Items listed in a dataset

--

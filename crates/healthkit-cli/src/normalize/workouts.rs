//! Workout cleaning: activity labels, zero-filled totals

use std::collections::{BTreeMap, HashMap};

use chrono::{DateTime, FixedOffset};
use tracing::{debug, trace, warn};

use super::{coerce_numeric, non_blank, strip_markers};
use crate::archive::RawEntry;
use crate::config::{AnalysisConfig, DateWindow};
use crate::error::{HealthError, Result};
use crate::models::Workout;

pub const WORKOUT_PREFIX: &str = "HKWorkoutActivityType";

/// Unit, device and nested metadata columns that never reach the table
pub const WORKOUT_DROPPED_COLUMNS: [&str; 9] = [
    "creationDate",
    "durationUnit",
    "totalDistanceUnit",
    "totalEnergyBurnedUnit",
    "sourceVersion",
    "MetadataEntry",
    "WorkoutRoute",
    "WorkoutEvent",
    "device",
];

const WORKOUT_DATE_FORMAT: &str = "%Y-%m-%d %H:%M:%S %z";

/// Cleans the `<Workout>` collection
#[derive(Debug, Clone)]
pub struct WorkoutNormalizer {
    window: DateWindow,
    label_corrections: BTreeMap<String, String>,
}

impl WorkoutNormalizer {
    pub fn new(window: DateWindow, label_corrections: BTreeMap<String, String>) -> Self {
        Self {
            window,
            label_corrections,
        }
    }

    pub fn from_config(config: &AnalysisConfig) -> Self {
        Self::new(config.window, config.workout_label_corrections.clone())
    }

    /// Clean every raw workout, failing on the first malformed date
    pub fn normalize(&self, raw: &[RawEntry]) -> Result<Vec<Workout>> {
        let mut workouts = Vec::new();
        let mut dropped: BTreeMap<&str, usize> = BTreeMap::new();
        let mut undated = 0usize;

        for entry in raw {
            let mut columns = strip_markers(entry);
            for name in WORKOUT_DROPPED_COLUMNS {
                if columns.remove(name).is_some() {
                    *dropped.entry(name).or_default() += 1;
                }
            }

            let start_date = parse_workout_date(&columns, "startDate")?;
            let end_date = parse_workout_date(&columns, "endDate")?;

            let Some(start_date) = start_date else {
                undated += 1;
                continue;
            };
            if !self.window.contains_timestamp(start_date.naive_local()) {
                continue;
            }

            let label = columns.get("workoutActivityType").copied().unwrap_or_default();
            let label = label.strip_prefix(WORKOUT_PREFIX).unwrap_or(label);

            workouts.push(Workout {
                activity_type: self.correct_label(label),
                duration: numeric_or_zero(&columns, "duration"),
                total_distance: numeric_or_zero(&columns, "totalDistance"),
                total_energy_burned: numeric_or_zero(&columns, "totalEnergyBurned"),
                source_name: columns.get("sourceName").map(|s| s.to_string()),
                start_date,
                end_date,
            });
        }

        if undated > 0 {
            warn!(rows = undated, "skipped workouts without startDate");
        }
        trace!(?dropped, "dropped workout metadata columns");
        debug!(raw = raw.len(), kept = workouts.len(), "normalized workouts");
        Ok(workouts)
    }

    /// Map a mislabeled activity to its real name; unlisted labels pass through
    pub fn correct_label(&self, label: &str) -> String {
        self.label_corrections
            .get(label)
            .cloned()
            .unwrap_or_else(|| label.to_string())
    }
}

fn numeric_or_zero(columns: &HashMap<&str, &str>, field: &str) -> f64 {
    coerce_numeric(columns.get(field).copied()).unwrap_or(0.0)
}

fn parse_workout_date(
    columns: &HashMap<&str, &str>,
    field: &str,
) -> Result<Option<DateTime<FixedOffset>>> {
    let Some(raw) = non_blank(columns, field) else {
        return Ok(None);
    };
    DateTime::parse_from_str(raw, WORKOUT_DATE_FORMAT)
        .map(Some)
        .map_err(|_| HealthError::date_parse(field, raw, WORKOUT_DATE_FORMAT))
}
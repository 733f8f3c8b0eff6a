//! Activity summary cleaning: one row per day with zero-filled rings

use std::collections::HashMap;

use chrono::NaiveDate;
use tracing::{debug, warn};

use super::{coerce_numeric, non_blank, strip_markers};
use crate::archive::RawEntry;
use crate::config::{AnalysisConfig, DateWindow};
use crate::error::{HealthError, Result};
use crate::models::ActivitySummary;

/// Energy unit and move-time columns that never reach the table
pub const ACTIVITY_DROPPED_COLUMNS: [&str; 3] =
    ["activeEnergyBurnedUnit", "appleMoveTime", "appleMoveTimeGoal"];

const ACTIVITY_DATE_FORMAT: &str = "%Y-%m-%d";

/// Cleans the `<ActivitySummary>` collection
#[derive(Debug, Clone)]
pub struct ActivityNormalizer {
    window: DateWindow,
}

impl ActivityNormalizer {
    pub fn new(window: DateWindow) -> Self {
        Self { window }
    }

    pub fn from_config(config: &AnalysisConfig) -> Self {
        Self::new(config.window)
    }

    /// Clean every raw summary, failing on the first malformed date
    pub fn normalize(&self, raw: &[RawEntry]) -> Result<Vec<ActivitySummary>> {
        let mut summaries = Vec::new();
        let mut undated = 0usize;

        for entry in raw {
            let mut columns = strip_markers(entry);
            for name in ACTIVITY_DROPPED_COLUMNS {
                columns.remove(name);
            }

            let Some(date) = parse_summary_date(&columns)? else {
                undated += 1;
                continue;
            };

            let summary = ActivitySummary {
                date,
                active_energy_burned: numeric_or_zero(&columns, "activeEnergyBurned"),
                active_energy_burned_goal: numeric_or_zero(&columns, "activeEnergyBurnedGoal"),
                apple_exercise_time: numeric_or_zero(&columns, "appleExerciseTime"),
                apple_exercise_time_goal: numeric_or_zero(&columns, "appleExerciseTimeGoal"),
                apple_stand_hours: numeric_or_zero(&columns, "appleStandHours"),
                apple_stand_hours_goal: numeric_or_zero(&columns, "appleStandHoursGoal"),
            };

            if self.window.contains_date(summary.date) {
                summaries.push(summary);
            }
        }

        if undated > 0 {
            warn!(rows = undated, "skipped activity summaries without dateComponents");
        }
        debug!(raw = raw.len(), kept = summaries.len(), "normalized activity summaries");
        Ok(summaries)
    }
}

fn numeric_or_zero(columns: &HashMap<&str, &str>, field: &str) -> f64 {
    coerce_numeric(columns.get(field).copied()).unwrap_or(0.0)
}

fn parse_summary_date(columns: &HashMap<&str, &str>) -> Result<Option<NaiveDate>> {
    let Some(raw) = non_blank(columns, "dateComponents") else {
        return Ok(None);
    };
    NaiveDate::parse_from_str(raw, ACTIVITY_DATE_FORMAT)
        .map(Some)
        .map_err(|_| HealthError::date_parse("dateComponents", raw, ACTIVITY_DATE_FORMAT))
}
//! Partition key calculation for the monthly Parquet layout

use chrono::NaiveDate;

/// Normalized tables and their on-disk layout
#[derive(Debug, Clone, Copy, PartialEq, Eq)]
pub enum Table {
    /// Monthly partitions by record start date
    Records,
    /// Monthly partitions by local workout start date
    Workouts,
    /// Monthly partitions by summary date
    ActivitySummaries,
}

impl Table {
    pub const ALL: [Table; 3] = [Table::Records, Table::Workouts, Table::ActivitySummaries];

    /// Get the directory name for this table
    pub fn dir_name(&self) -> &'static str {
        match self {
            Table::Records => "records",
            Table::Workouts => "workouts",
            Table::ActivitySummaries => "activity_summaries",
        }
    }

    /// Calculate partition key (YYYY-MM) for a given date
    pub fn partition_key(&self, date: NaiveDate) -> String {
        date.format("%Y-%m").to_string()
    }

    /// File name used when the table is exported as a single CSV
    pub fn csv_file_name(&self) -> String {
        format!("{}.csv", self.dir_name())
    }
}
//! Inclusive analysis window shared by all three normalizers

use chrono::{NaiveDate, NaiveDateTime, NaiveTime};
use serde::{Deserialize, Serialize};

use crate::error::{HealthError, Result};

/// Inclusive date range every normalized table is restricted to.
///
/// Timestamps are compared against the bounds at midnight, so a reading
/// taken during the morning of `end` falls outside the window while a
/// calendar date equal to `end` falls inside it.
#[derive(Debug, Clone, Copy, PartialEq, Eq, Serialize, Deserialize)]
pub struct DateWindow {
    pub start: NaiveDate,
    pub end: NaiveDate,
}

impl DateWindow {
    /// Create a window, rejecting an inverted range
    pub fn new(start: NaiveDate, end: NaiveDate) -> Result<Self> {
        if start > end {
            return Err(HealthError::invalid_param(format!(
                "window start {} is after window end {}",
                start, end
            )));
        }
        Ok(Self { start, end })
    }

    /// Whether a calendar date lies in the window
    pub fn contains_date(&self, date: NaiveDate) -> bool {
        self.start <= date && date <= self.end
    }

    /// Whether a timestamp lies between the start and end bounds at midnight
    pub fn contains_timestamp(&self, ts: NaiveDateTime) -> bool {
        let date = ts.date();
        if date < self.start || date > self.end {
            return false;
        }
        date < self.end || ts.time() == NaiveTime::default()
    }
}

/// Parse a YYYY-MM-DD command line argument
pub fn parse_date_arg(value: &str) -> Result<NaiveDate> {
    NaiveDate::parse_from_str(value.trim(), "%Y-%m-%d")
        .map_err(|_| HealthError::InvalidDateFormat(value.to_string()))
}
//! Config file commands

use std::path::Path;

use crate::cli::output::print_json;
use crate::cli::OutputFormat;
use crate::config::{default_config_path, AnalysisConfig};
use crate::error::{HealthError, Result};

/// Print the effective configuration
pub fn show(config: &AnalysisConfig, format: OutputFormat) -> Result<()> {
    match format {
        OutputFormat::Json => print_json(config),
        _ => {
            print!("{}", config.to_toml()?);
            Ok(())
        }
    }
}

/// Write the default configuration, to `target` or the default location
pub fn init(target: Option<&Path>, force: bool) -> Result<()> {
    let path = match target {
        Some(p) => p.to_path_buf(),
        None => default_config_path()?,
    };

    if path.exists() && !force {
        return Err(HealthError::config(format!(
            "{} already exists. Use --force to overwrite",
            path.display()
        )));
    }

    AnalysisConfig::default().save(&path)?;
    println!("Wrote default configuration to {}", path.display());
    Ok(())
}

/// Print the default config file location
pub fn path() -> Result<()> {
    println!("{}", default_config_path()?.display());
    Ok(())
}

--

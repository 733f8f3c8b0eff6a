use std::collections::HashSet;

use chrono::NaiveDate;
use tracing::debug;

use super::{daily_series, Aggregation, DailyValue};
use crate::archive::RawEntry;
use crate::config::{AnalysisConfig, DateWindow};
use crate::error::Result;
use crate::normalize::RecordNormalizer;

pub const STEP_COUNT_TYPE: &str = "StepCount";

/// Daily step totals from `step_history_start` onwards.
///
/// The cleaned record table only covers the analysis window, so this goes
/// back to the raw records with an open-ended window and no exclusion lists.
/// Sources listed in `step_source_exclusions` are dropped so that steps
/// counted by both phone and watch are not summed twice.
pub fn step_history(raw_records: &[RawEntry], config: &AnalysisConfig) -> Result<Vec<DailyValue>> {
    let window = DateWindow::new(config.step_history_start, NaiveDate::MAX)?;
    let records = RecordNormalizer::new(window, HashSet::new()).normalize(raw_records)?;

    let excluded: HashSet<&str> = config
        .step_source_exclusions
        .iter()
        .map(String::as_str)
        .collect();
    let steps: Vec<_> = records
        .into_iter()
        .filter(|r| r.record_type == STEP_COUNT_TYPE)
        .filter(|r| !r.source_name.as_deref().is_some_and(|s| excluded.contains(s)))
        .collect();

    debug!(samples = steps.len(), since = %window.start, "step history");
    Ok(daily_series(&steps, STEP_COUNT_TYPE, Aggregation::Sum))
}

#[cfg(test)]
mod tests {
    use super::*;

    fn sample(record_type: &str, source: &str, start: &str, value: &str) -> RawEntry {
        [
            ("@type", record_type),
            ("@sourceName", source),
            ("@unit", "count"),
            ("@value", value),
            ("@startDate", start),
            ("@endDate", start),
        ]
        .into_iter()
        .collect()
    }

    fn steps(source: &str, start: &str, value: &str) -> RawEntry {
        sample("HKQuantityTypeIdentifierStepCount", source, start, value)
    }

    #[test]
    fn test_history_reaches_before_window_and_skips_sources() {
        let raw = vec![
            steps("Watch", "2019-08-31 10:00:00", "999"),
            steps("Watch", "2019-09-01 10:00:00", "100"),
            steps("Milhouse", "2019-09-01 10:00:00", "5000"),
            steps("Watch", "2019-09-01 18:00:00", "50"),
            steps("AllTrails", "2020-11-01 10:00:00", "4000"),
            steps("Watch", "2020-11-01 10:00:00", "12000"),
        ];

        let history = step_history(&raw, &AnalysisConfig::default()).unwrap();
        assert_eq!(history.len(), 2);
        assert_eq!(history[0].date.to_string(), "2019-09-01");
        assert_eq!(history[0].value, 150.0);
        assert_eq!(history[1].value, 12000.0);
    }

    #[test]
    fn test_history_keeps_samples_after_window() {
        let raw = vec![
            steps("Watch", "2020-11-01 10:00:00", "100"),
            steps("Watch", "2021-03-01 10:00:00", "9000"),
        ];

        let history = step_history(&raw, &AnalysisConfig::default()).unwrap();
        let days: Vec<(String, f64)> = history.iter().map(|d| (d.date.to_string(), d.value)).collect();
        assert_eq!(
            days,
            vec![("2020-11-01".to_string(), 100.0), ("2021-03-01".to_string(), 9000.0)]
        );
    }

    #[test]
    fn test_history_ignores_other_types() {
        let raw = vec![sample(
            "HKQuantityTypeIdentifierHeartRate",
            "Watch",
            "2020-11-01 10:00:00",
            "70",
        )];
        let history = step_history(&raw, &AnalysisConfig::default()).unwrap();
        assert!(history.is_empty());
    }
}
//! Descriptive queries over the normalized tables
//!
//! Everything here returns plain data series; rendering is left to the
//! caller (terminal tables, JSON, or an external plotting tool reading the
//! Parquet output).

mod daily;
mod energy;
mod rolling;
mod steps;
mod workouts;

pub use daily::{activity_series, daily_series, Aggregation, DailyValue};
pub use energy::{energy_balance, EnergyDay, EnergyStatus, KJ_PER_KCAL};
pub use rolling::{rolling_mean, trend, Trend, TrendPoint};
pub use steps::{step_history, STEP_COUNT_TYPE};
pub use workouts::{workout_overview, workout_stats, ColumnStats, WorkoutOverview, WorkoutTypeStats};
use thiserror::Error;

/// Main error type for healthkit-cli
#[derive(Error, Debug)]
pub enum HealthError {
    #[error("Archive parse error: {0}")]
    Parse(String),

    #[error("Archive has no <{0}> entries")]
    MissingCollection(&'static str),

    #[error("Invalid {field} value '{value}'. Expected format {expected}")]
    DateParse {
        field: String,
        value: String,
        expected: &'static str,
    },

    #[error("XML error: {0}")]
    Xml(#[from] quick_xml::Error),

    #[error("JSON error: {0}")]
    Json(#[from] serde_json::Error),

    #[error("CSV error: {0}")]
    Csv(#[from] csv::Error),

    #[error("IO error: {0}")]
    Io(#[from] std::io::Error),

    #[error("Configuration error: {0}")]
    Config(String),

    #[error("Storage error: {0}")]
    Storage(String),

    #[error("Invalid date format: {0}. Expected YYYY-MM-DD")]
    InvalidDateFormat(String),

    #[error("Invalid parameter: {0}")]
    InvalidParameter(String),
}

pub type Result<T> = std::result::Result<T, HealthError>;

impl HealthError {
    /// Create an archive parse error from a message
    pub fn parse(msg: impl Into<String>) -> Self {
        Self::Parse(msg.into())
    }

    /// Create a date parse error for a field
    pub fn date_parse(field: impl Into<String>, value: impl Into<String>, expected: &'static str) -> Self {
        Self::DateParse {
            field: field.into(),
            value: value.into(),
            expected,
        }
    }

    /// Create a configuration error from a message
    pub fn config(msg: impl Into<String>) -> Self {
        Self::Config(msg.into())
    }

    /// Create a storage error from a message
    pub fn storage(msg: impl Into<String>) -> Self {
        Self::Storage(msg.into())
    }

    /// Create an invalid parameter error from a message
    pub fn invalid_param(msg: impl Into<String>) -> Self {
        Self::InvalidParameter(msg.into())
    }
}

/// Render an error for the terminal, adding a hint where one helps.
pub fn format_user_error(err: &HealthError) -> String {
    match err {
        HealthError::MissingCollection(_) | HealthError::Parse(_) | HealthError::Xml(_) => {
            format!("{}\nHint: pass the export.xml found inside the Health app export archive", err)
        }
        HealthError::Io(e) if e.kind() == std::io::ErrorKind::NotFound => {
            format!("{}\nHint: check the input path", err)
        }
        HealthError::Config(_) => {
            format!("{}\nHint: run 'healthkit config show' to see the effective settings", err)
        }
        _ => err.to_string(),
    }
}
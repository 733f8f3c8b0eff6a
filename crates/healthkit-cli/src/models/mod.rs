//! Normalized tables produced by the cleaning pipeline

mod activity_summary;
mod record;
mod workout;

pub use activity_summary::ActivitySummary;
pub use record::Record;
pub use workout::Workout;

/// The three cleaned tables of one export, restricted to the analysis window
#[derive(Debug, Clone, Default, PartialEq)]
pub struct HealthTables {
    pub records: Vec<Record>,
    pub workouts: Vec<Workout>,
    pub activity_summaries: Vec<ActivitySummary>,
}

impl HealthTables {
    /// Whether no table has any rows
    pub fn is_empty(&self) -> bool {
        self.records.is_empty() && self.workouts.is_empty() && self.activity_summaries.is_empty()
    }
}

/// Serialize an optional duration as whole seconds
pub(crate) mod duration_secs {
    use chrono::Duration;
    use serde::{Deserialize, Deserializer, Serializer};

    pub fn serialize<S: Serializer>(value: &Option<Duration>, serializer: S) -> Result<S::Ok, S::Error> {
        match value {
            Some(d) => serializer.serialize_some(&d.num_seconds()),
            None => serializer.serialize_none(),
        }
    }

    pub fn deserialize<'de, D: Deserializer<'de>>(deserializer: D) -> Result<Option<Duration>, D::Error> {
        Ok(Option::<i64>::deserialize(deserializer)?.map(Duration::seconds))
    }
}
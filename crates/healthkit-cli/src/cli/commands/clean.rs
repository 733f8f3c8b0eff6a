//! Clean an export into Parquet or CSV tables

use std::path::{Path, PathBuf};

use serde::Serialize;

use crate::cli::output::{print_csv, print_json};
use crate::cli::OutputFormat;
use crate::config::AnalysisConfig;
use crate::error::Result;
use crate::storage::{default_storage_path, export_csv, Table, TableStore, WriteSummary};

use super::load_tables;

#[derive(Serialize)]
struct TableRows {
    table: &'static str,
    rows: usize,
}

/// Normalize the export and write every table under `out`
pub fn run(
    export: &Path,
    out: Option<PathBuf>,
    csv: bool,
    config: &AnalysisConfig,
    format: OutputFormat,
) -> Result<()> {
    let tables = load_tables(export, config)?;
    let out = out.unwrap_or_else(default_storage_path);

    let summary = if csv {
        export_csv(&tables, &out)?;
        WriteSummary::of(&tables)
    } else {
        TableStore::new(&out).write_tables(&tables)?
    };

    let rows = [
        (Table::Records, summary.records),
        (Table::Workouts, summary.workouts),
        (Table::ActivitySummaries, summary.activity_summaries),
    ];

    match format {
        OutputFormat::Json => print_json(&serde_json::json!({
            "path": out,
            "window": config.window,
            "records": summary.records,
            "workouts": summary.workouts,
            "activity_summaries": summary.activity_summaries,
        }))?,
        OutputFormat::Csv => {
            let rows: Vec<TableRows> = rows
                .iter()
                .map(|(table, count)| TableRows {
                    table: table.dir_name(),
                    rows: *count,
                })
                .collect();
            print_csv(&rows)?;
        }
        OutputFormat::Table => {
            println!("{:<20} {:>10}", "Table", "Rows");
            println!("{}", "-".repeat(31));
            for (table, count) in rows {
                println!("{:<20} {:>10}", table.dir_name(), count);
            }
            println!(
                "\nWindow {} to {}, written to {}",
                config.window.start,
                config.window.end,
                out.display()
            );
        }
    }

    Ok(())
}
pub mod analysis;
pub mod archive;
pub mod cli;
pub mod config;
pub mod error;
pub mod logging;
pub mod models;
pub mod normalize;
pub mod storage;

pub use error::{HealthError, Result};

--

### WORK ORDER
Both the line containing "mod record;" and the line containing "serializer: S) ->" belong in the answer. Print them and every line above that falls between them exactly, and no others.

### YOUR RESPONSE
mod record;
mod workout;

pub use activity_summary::ActivitySummary;
pub use record::Record;
pub use workout::Workout;

/// The three cleaned tables of one export, restricted to the analysis window
#[derive(Debug, Clone, Default, PartialEq)]
pub struct HealthTables {
    pub records: Vec<Record>,
    pub workouts: Vec<Workout>,
    pub activity_summaries: Vec<ActivitySummary>,
}

impl HealthTables {
    /// Whether no table has any rows
    pub fn is_empty(&self) -> bool {
        self.records.is_empty() && self.workouts.is_empty() && self.activity_summaries.is_empty()
    }
}

/// Serialize an optional duration as whole seconds
pub(crate) mod duration_secs {
    use chrono::Duration;
    use serde::{Deserialize, Deserializer, Serializer};

    pub fn serialize<S: Serializer>(value: &Option<Duration>, serializer: S) -> Result<S::Ok, S::Error> {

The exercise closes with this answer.